╭──
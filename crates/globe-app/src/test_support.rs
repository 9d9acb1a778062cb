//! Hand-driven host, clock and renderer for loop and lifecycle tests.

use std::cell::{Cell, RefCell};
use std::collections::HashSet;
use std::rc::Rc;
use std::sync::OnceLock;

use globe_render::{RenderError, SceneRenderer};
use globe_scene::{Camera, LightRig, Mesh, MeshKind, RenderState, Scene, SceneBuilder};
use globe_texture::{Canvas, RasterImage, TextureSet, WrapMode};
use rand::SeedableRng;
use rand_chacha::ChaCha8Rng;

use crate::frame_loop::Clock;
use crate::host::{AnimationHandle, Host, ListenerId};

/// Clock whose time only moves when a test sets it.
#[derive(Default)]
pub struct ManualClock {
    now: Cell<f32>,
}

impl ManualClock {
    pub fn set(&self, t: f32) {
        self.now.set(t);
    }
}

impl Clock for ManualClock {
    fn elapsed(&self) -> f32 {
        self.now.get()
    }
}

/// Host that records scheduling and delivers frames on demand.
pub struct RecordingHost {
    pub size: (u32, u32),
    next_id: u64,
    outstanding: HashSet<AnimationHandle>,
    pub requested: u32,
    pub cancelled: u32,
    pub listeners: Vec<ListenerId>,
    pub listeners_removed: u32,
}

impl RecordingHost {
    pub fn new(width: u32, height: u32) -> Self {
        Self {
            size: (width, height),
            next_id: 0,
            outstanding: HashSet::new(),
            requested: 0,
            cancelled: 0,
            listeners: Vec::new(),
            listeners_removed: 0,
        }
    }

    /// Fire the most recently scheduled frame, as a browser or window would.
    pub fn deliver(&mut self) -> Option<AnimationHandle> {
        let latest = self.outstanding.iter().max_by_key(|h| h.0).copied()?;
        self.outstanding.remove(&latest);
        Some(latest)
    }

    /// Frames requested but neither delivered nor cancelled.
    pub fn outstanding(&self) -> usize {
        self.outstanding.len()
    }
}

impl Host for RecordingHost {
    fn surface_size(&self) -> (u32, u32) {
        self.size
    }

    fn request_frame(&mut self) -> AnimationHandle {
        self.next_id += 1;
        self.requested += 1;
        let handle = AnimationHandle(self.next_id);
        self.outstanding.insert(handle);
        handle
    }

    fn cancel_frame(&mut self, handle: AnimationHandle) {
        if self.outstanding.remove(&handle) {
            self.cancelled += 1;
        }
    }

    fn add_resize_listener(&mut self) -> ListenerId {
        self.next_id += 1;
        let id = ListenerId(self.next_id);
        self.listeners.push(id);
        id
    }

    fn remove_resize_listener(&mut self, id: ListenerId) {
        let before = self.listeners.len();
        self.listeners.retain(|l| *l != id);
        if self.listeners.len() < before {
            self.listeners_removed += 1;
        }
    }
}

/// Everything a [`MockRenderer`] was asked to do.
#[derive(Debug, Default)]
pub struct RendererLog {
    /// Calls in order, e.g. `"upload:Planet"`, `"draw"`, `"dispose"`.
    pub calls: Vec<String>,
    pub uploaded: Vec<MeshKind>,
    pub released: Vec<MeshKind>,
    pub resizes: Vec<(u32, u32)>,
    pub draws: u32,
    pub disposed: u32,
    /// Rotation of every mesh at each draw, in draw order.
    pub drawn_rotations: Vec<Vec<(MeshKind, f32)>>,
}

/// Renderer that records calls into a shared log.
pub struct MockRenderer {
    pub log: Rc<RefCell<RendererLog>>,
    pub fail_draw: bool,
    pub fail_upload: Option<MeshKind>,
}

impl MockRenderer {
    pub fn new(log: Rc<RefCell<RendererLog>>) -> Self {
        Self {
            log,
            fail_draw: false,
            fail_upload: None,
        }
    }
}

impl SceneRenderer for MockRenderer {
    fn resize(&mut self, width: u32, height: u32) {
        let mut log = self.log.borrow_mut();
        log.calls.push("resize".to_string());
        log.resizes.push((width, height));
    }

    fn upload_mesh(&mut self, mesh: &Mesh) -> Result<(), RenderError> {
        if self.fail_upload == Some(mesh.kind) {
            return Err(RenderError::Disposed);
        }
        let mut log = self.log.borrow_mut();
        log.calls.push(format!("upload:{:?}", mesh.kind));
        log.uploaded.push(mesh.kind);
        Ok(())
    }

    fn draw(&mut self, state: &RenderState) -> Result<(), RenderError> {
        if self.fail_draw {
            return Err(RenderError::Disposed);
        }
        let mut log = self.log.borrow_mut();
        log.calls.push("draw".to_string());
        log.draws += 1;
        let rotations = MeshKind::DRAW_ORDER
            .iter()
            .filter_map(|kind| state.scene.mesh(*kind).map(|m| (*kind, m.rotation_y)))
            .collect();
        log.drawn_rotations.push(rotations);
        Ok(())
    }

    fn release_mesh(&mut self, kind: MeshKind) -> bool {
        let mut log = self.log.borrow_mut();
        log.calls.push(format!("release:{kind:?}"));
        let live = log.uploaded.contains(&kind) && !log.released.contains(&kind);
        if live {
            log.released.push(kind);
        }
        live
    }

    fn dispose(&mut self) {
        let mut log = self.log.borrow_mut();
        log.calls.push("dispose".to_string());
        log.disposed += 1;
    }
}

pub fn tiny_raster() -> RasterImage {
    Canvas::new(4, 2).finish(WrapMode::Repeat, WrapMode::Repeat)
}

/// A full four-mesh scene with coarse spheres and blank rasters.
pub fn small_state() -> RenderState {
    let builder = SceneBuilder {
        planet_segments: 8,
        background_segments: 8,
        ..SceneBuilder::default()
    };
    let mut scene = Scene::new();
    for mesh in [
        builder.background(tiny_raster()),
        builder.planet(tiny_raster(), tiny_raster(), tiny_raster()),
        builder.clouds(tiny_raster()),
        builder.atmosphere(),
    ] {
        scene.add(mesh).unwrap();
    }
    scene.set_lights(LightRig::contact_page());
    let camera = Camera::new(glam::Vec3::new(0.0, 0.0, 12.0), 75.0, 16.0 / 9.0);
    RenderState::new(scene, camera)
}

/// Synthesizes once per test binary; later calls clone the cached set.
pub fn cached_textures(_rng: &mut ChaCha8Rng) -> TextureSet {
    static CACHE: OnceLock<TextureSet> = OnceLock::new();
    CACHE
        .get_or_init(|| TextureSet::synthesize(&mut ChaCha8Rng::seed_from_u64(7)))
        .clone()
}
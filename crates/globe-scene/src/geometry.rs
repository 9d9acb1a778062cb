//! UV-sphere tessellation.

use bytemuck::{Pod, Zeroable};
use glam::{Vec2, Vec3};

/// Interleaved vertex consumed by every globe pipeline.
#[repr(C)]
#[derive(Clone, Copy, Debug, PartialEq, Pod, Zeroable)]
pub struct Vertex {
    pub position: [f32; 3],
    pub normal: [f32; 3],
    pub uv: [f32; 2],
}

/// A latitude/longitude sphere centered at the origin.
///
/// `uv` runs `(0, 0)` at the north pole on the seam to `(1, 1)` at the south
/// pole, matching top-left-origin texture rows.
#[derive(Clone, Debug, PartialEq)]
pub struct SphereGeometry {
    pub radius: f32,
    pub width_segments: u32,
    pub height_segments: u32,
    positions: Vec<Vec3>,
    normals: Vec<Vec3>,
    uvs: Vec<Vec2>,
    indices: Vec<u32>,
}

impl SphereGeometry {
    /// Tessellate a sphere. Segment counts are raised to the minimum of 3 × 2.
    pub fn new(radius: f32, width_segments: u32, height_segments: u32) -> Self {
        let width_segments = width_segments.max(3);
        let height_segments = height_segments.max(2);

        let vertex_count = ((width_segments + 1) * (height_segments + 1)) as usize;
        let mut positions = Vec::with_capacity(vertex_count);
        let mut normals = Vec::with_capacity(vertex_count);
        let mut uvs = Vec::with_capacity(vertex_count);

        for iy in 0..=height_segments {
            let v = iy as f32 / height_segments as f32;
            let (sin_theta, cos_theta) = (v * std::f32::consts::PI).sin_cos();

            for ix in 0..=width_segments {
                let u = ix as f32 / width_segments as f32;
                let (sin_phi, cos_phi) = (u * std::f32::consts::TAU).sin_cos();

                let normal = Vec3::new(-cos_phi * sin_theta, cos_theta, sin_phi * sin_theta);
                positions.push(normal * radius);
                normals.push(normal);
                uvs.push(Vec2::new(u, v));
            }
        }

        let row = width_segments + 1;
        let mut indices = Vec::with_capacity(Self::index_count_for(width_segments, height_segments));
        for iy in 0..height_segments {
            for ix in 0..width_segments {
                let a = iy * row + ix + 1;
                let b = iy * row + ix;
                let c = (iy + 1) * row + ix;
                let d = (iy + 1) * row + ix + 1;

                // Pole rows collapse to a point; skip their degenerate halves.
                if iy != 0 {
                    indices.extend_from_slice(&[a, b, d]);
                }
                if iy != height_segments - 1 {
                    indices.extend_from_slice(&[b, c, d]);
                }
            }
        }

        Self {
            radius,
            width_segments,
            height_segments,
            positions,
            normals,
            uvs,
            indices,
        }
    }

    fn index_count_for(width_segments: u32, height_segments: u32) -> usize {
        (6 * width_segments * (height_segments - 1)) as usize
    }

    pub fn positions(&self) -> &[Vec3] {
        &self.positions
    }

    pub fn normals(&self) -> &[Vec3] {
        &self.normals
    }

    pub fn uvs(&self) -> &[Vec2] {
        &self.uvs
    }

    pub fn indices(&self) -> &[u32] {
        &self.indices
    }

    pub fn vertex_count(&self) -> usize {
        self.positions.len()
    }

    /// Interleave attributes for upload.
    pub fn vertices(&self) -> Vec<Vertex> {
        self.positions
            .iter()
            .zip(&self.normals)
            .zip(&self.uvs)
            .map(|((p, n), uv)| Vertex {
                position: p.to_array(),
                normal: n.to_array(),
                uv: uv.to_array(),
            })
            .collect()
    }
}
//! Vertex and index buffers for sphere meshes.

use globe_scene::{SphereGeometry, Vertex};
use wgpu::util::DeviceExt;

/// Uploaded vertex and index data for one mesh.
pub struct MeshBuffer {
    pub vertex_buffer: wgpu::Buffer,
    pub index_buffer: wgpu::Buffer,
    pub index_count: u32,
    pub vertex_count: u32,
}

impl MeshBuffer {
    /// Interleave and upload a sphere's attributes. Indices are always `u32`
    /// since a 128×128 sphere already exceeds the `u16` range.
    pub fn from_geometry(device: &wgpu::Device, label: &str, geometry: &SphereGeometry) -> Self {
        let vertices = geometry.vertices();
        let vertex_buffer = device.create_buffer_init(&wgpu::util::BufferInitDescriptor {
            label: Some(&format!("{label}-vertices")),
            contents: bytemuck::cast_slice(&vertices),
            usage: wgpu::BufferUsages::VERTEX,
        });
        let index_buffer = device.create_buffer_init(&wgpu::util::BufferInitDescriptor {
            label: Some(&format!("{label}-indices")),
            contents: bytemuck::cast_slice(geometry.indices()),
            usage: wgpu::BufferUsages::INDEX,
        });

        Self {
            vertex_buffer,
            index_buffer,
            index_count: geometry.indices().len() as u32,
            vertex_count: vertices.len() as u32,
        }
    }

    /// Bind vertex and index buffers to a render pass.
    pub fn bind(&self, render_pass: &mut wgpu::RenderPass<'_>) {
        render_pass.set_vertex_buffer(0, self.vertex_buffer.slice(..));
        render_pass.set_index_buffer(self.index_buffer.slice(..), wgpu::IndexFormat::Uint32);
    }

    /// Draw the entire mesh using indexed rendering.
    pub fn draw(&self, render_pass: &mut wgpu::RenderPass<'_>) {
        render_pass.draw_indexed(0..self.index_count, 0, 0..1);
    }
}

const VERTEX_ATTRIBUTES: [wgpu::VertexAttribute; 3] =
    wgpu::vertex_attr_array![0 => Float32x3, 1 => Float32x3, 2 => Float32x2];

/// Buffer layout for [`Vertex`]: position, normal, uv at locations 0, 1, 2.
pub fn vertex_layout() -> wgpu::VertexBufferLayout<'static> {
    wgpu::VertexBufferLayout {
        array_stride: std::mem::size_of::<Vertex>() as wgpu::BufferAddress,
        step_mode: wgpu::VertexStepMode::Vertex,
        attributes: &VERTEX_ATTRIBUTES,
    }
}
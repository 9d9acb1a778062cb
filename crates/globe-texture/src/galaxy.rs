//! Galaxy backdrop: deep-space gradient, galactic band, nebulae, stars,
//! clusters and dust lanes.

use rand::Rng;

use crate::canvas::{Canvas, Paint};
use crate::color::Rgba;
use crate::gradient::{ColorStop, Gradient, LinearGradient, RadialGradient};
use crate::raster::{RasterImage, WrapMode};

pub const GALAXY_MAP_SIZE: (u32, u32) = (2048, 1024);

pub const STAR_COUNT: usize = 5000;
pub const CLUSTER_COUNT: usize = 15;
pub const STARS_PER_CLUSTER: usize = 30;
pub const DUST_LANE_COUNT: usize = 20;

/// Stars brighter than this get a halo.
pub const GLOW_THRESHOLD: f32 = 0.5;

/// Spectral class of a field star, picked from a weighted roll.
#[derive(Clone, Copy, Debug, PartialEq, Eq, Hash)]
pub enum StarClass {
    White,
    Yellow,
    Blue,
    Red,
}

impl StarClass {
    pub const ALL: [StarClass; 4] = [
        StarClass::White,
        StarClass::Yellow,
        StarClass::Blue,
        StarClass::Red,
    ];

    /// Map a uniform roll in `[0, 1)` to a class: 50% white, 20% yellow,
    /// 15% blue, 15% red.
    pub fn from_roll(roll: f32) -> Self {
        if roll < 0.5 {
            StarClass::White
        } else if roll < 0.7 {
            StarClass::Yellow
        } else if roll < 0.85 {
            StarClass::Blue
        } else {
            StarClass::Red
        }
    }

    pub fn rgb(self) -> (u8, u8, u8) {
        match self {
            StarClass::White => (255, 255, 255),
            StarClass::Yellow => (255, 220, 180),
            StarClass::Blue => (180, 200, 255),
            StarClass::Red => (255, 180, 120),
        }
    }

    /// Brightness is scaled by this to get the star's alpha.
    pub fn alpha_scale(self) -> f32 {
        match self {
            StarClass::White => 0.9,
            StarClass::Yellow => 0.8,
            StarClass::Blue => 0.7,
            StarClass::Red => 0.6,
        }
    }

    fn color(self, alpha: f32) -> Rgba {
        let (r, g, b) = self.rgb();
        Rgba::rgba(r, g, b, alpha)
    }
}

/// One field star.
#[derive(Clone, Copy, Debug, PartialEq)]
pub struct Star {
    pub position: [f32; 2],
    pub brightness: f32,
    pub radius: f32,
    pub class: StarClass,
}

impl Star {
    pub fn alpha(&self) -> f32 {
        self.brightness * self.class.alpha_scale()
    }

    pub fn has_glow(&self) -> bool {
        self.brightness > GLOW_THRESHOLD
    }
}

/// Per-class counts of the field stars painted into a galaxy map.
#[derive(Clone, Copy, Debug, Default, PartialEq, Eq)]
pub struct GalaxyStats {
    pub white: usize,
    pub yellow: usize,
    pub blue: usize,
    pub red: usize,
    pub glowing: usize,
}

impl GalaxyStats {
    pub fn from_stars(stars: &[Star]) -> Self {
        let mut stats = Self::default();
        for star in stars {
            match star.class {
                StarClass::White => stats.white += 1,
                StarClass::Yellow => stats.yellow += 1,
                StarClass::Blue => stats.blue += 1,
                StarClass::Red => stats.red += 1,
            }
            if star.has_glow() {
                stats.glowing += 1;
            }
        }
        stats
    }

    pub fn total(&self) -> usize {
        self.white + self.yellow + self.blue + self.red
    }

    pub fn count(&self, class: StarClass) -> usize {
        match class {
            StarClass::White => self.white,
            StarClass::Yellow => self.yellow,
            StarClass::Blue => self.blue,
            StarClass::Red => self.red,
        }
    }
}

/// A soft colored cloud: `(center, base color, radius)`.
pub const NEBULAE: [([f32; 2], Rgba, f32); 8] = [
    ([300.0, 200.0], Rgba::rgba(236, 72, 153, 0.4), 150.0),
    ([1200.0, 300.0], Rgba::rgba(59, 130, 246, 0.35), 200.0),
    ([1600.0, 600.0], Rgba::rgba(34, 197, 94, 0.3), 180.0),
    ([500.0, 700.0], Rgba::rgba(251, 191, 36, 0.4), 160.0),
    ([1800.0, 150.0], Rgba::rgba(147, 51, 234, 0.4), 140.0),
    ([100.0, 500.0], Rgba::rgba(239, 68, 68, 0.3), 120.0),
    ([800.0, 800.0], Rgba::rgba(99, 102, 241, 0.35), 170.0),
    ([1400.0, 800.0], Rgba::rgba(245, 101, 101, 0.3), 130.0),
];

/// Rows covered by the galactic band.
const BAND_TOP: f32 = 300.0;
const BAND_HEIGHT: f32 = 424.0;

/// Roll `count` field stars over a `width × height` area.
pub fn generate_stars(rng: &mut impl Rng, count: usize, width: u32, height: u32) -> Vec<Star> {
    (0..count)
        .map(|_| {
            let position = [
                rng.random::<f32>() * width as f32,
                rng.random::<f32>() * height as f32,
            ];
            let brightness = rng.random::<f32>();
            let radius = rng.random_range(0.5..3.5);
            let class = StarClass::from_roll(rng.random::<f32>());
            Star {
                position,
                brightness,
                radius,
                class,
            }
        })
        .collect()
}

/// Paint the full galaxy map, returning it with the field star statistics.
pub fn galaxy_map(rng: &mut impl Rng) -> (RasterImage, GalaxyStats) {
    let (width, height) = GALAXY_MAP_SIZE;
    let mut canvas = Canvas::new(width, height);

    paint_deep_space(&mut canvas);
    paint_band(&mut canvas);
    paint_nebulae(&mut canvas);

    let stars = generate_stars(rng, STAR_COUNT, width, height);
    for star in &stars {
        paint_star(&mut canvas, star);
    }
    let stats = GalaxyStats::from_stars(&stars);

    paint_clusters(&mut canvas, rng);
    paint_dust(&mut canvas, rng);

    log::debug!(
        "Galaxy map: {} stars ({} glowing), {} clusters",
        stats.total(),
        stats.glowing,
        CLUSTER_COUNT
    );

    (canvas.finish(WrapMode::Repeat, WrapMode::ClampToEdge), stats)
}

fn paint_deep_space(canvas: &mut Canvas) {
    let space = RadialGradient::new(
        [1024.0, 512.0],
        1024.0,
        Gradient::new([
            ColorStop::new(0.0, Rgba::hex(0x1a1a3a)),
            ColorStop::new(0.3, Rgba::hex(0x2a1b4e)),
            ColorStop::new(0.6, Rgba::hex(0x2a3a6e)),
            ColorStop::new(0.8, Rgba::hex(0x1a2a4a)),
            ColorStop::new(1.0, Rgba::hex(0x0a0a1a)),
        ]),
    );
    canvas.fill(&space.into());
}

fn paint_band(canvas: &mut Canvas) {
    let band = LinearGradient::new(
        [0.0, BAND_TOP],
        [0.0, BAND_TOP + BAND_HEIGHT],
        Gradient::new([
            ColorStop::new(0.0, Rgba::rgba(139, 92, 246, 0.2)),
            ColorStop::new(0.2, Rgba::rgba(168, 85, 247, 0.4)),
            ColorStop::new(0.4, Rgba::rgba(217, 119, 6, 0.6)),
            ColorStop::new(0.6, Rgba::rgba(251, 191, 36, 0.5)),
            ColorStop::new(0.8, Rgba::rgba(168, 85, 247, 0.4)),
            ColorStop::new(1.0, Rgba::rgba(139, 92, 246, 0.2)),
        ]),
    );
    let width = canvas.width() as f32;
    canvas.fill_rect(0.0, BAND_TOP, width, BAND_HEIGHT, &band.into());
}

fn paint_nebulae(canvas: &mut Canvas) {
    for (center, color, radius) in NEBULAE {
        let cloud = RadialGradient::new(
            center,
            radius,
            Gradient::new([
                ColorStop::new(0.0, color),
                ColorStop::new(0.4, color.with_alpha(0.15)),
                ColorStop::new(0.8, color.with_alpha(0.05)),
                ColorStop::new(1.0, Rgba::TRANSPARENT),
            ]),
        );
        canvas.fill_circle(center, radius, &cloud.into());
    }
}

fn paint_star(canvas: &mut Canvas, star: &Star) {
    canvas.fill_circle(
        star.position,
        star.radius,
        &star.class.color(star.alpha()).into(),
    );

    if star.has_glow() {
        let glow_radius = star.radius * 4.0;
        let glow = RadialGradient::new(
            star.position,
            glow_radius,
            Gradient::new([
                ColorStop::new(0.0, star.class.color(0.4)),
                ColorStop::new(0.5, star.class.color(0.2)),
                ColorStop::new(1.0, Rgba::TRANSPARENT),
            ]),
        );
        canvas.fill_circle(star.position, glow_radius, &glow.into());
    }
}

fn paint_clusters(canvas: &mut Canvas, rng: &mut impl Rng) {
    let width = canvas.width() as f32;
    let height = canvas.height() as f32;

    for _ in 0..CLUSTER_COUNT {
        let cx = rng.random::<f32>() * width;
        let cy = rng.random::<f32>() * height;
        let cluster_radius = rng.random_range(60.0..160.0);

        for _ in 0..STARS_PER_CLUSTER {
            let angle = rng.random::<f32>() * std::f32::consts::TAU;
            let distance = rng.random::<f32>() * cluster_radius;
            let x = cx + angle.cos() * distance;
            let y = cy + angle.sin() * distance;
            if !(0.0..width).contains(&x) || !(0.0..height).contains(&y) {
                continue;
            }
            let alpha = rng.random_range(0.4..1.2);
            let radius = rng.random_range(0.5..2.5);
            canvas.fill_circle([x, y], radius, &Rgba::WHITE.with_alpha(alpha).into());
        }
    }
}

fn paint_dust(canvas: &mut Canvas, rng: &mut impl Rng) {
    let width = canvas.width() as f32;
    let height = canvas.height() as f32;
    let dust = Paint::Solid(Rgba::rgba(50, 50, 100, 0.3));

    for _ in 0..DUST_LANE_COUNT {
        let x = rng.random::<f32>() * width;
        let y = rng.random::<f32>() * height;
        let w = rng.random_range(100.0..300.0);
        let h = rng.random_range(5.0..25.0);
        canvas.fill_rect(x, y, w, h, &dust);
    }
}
╰──
_WHAT IS BEING ASKED_: Please provide the number of lines in the listing above that contain the word "Some", and nothing further.

_RESPONSE FOR THIS EXERCISE_: 4